Figure 1. Major K⁺ current in shark electrosensory cells.

a. Profile of chain catshark (Scyliorhinus retifer).

b. Representative I_Kv currents elicited by increasing voltage pulses from −100mV were inhibited by the K_V blocker 4-AP, but not the I_CaV blocker Cd²⁺. Average I–V relationship from peak currents. n = 5, p < 0.0001 for outward control currents versus 4-AP, two-way ANOVA with post hoc Tukey test. The BK channel antagonist IbTx did not affect currents.

c.
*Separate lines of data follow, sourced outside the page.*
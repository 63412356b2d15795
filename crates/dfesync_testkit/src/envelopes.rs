//! Response builders for both distribution services.

use base64::engine::general_purpose::STANDARD;
use base64::Engine as _;
use flate2::write::GzEncoder;
use flate2::Compression;
use std::io::Write;

/// Gzips and base64-encodes `xml` the way docZip entries are sent.
pub fn doc_zip(xml: &str) -> String {
    let mut encoder = GzEncoder::new(Vec::new(), Compression::default());
    encoder
        .write_all(xml.as_bytes())
        .expect("Failed to compress");
    STANDARD.encode(encoder.finish().expect("Failed to finish gzip"))
}

enum Content {
    Xml(String),
    Raw(String),
}

impl Content {
    fn encoded(&self) -> String {
        match self {
            Content::Xml(xml) => doc_zip(xml),
            Content::Raw(raw) => raw.clone(),
        }
    }
}

/// Builder for `retDistDFeInt` SOAP responses.
pub struct NfeResponse {
    status: String,
    motive: String,
    last_nsu: Option<u64>,
    max_nsu: Option<u64>,
    entries: Vec<(u64, String, Content)>,
}

impl NfeResponse {
    /// A `138` response covering up to `last` with `max` available.
    pub fn batch(last: u64, max: u64) -> Self {
        Self {
            status: "138".into(),
            motive: "Documento(s) localizado(s)".into(),
            last_nsu: Some(last),
            max_nsu: Some(max),
            entries: Vec::new(),
        }
    }

    /// A `137` response at `cursor`.
    pub fn empty(cursor: u64) -> Self {
        Self {
            status: "137".into(),
            motive: "Nenhum documento localizado".into(),
            last_nsu: Some(cursor),
            max_nsu: Some(cursor),
            entries: Vec::new(),
        }
    }

    /// Any other status.
    pub fn status(code: &str, motive: &str) -> Self {
        Self {
            status: code.into(),
            motive: motive.into(),
            last_nsu: None,
            max_nsu: None,
            entries: Vec::new(),
        }
    }

    /// Drops the `ultNSU`/`maxNSU` fields.
    pub fn without_max(mut self) -> Self {
        self.last_nsu = None;
        self.max_nsu = None;
        self
    }

    /// Adds a docZip entry.
    pub fn entry(mut self, nsu: u64, schema: &str, xml: &str) -> Self {
        self.entries
            .push((nsu, schema.into(), Content::Xml(xml.into())));
        self
    }

    /// Adds an entry whose content is not valid base64.
    pub fn corrupt_entry(mut self, nsu: u64) -> Self {
        self.entries
            .push((nsu, "resNFe_v1.01".into(), Content::Raw("@@not-base64@@".into())));
        self
    }

    /// Renders the SOAP 1.2 body.
    pub fn build(&self) -> Vec<u8> {
        let mut inner = format!(
            "<tpAmb>1</tpAmb><verAplic>1.7.6</verAplic><cStat>{}</cStat><xMotivo>{}</xMotivo>\
             <dhResp>2024-01-10T10:00:00-03:00</dhResp>",
            self.status, self.motive
        );
        if let Some(last) = self.last_nsu {
            inner.push_str(&format!("<ultNSU>{last:015}</ultNSU>"));
        }
        if let Some(max) = self.max_nsu {
            inner.push_str(&format!("<maxNSU>{max:015}</maxNSU>"));
        }
        if !self.entries.is_empty() {
            inner.push_str("<loteDistDFeInt>");
            for (nsu, schema, content) in &self.entries {
                inner.push_str(&format!(
                    "<docZip NSU=\"{nsu:015}\" schema=\"{schema}\">{}</docZip>",
                    content.encoded()
                ));
            }
            inner.push_str("</loteDistDFeInt>");
        }
        format!(
            "<?xml version=\"1.0\" encoding=\"utf-8\"?>\
             <soap:Envelope xmlns:soap=\"http://www.w3.org/2003/05/soap-envelope\">\
             <soap:Body><nfeDistDFeInteresseResponse \
             xmlns=\"http://www.portalfiscal.inf.br/nfe/wsdl/NFeDistribuicaoDFe\">\
             <nfeDistDFeInteresseResult>\
             <retDistDFeInt xmlns=\"http://www.portalfiscal.inf.br/nfe\" versao=\"1.01\">{inner}\
             </retDistDFeInt></nfeDistDFeInteresseResult></nfeDistDFeInteresseResponse>\
             </soap:Body></soap:Envelope>"
        )
        .into_bytes()
    }
}

/// Builder for national NFS-e JSON responses.
pub struct NfseResponse {
    status: String,
    entries: Vec<(u64, String, String, Content)>,
    errors: Vec<(String, String)>,
}

impl NfseResponse {
    /// `DOCUMENTOS_LOCALIZADOS`.
    pub fn batch() -> Self {
        Self {
            status: "DOCUMENTOS_LOCALIZADOS".into(),
            entries: Vec::new(),
            errors: Vec::new(),
        }
    }

    /// `NENHUM_DOCUMENTO_LOCALIZADO`.
    pub fn empty() -> Self {
        Self {
            status: "NENHUM_DOCUMENTO_LOCALIZADO".into(),
            entries: Vec::new(),
            errors: Vec::new(),
        }
    }

    /// `REJEICAO` with one error.
    pub fn rejected(code: &str, description: &str) -> Self {
        Self {
            status: "REJEICAO".into(),
            entries: Vec::new(),
            errors: vec![(code.into(), description.into())],
        }
    }

    /// Adds an entry.
    pub fn entry(mut self, nsu: u64, key: &str, kind: &str, xml: &str) -> Self {
        self.entries
            .push((nsu, key.into(), kind.into(), Content::Xml(xml.into())));
        self
    }

    /// Adds an entry whose content is not valid base64.
    pub fn corrupt_entry(mut self, nsu: u64, key: &str) -> Self {
        self.entries.push((
            nsu,
            key.into(),
            "NFSE".into(),
            Content::Raw("@@not-base64@@".into()),
        ));
        self
    }

    /// Renders the JSON body.
    pub fn build(&self) -> Vec<u8> {
        let lote: Vec<serde_json::Value> = self
            .entries
            .iter()
            .map(|(nsu, key, kind, content)| {
                serde_json::json!({
                    "NSU": nsu,
                    "ChaveAcesso": key,
                    "TipoDocumento": kind,
                    "ArquivoXml": content.encoded(),
                    "DataHoraGeracao": "2024-01-10T10:00:00"
                })
            })
            .collect();
        let errors: Vec<serde_json::Value> = self
            .errors
            .iter()
            .map(|(code, description)| serde_json::json!({"Codigo": code, "Descricao": description}))
            .collect();
        serde_json::to_vec(&serde_json::json!({
            "StatusProcessamento": self.status,
            "LoteDFe": lote,
            "Alertas": [],
            "Erros": errors,
            "TipoAmbiente": "PRODUCAO",
            "VersaoAplicativo": "1.0.0",
            "DataHoraProcessamento": "2024-01-10T10:00:00"
        }))
        .expect("Failed to encode JSON")
    }
}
G–V relationships exhibited a half-maximal activation voltage (V_a1/2) of −4.1 ± 0.8mV with a slope factor (K_a) of 9.5 ± 0.7mV. n = 11.
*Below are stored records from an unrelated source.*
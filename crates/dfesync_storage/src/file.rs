//! File-based storage backend.

use crate::backend::StorageBackend;
use crate::error::{StorageError, StorageResult};
use parking_lot::RwLock;
use std::fs::{self, File, OpenOptions};
use std::io::{Read, Seek, SeekFrom, Write};
use std::path::{Path, PathBuf};

/// A backend holding one log in one file.
///
/// # Durability
///
/// - `sync()` calls `File::sync_all()`
/// - `replace()` writes a sibling `.tmp` file, syncs it, and renames it over
///   the original, so compaction never leaves a half-written log behind
///
/// # Example
///
/// ```no_run
/// use dfesync_storage::{StorageBackend, FileBackend};
/// use std::path::Path;
///
/// let mut backend = FileBackend::open(Path::new("cursors.log")).unwrap();
/// backend.append(b"record").unwrap();
/// backend.sync().unwrap();
/// ```
#[derive(Debug)]
pub struct FileBackend {
    path: PathBuf,
    file: RwLock<File>,
    size: RwLock<u64>,
}

impl FileBackend {
    /// Opens or creates the file at `path`.
    ///
    /// # Errors
    ///
    /// Returns an error if the file cannot be opened or created.
    pub fn open(path: &Path) -> StorageResult<Self> {
        let file = Self::open_file(path)?;
        let size = file.metadata()?.len();

        Ok(Self {
            path: path.to_path_buf(),
            file: RwLock::new(file),
            size: RwLock::new(size),
        })
    }

    /// Opens or creates the file, creating parent directories first.
    pub fn open_with_create_dirs(path: &Path) -> StorageResult<Self> {
        if let Some(parent) = path.parent() {
            fs::create_dir_all(parent)?;
        }
        Self::open(path)
    }

    /// Returns the path to the underlying file.
    #[must_use]
    pub fn path(&self) -> &Path {
        &self.path
    }

    fn open_file(path: &Path) -> StorageResult<File> {
        Ok(OpenOptions::new()
            .read(true)
            .write(true)
            .create(true)
            .truncate(false)
            .open(path)?)
    }

    fn temp_path(&self) -> PathBuf {
        let mut name = self
            .path
            .file_name()
            .map(|n| n.to_os_string())
            .unwrap_or_default();
        name.push(".tmp");
        self.path.with_file_name(name)
    }
}

impl StorageBackend for FileBackend {
    fn read_at(&self, offset: u64, len: usize) -> StorageResult<Vec<u8>> {
        let size = *self.size.read();
        let end = offset.saturating_add(len as u64);

        if offset > size || end > size {
            return Err(StorageError::ReadPastEnd { offset, len, size });
        }

        if len == 0 {
            return Ok(Vec::new());
        }

        let mut file = self.file.write();
        file.seek(SeekFrom::Start(offset))?;

        let mut buffer = vec![0u8; len];
        file.read_exact(&mut buffer)?;

        Ok(buffer)
    }

    fn append(&mut self, data: &[u8]) -> StorageResult<u64> {
        if data.is_empty() {
            return Ok(*self.size.read());
        }

        let mut file = self.file.write();
        let mut size = self.size.write();
        let offset = *size;
        file.seek(SeekFrom::End(0))?;
        file.write_all(data)?;
        *size += data.len() as u64;

        Ok(offset)
    }

    fn sync(&mut self) -> StorageResult<()> {
        let mut file = self.file.write();
        file.flush()?;
        file.sync_all()?;
        Ok(())
    }

    fn size(&self) -> StorageResult<u64> {
        Ok(*self.size.read())
    }

    fn truncate(&mut self, new_size: u64) -> StorageResult<()> {
        let file = self.file.write();
        let mut size = self.size.write();

        if new_size > *size {
            return Err(StorageError::InvalidTruncate {
                requested: new_size,
                size: *size,
            });
        }

        file.set_len(new_size)?;
        file.sync_all()?;
        *size = new_size;

        Ok(())
    }

    fn replace(&mut self, data: &[u8]) -> StorageResult<()> {
        let temp = self.temp_path();
        {
            let mut out = File::create(&temp)?;
            out.write_all(data)?;
            out.sync_all()?;
        }

        let mut file = self.file.write();
        let mut size = self.size.write();
        fs::rename(&temp, &self.path)?;
        *file = Self::open_file(&self.path)?;
        *size = data.len() as u64;

        Ok(())
    }
}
d. I_Kv activation and deactivation kinetics. τ values from single exponential fits of activation in response to the indicated voltage pulses (10mV increments from −100mV) or deactivation at the indicated voltages following an activating prepulse of 40mV. n = 6.

e. I_Kv inactivation over a 10s 40mV pulse (Top, 57 ± 4% current remained) and cumulative inactivation properties in response to repetitive 40mV pulses delivered in 5ms intervals (Bottom, 99 ± 2% current remained). Scale bars (Top) 500pA, 1s (Bottom) 500pA, 500ms. n = 8.

f. Voltage-gated K⁺ channel α-subunit mRNA expression in shark ampullary organs.

g. Co-localization of Ca_V1.3 (red) and K_V1.3 (green) transcripts within catshark ampullary organs. Nuclei were stained with DAPI (blue). Scale bar, 100μm. Representative of n = 4.

All data represented as mean ± s.e.m.